§ **What you should do**
What is needed here is every line of the records that includes "NodeIdx".

--- START ---

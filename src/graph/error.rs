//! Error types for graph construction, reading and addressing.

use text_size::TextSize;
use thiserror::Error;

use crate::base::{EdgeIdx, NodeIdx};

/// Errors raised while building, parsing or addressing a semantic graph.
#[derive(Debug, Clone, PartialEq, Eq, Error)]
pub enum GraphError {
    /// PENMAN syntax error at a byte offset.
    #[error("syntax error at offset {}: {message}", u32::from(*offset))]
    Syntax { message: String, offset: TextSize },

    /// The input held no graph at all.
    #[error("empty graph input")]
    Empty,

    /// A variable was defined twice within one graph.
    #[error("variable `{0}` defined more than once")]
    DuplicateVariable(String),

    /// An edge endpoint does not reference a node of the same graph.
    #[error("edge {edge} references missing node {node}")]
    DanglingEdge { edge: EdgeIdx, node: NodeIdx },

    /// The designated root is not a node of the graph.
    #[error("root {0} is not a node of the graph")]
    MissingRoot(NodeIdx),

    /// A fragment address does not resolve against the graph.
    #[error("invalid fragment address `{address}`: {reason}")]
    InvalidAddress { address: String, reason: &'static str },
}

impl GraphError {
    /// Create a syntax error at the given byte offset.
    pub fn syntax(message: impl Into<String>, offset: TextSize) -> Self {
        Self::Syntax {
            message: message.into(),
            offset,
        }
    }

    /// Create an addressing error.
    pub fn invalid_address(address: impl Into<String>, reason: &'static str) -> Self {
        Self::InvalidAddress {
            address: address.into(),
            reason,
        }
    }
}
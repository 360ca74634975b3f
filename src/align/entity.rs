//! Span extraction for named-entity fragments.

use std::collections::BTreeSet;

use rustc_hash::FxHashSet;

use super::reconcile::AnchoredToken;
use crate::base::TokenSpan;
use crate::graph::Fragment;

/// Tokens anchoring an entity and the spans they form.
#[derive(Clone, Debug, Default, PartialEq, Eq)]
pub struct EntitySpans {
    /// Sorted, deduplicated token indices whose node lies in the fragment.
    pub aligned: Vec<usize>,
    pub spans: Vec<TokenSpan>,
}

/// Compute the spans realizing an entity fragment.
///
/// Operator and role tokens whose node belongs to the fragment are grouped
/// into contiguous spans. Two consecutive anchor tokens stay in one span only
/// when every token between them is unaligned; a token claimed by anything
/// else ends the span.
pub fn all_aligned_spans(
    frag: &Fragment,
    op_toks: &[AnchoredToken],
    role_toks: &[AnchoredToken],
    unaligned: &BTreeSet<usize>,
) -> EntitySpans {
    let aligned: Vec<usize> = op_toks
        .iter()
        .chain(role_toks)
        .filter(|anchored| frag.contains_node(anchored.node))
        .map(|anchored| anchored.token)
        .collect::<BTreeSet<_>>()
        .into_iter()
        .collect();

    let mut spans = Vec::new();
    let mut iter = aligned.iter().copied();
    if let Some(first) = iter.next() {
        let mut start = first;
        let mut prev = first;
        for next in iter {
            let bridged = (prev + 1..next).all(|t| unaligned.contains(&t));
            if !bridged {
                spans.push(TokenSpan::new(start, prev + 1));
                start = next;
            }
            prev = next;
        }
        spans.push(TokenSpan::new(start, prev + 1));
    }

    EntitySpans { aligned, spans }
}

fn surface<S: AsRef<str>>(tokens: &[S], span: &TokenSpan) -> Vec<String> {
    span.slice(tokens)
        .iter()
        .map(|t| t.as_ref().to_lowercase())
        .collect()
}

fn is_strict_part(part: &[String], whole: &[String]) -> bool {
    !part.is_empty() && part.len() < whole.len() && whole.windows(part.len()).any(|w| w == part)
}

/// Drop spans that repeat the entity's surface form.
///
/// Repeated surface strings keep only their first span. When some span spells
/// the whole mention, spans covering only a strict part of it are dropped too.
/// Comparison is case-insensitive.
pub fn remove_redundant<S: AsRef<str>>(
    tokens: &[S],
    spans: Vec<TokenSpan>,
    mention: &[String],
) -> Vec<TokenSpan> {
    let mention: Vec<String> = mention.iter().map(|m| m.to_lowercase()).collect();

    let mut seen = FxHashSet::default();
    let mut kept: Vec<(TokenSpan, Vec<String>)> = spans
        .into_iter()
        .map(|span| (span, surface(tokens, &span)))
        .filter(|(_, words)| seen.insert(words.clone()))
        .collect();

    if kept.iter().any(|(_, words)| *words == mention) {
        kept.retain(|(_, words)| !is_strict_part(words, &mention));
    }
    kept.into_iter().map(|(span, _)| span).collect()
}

--- END ---

§ **Response to the exercise**
use crate::base::{EdgeIdx, NodeIdx};
    DanglingEdge { edge: EdgeIdx, node: NodeIdx },
    MissingRoot(NodeIdx),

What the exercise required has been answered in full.